══ Records to use

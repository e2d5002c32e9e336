//! # lambda-workflow-std
//!
//! Standard implementations for the lambda-workflow handler framework.
//!
//! This crate provides:
//! - **Routing**: [`RouteTable`](routing::RouteTable) over exact and `{param}` routes
//! - **Pipeline**: [`Pipeline`](pipeline::Pipeline), the staged handler invocation
//! - **Workflows**: [`ProxyWorkflow`](proxy::ProxyWorkflow) and
//!   [`AuthorizerWorkflow`](authorizer::AuthorizerWorkflow) with their builders
//! - **Response adapters**: [`response`]
//! - **Standard actions**: Logging, Conditional, Branch
//! - **Testing utilities**: [`testing`]

#![deny(clippy::wildcard_imports)]
#![warn(missing_docs)]

// Re-export core contracts
pub use lambda_workflow_core;

// Modules
pub mod authorizer;
pub mod builder;
pub mod hooks;
pub mod pipeline;
pub mod proxy;
pub mod registry;
pub mod response;
pub mod routing;
pub mod testing;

════

Find every line in the records that holds the word "proxy", then state the count alone.

| Result of this task |
2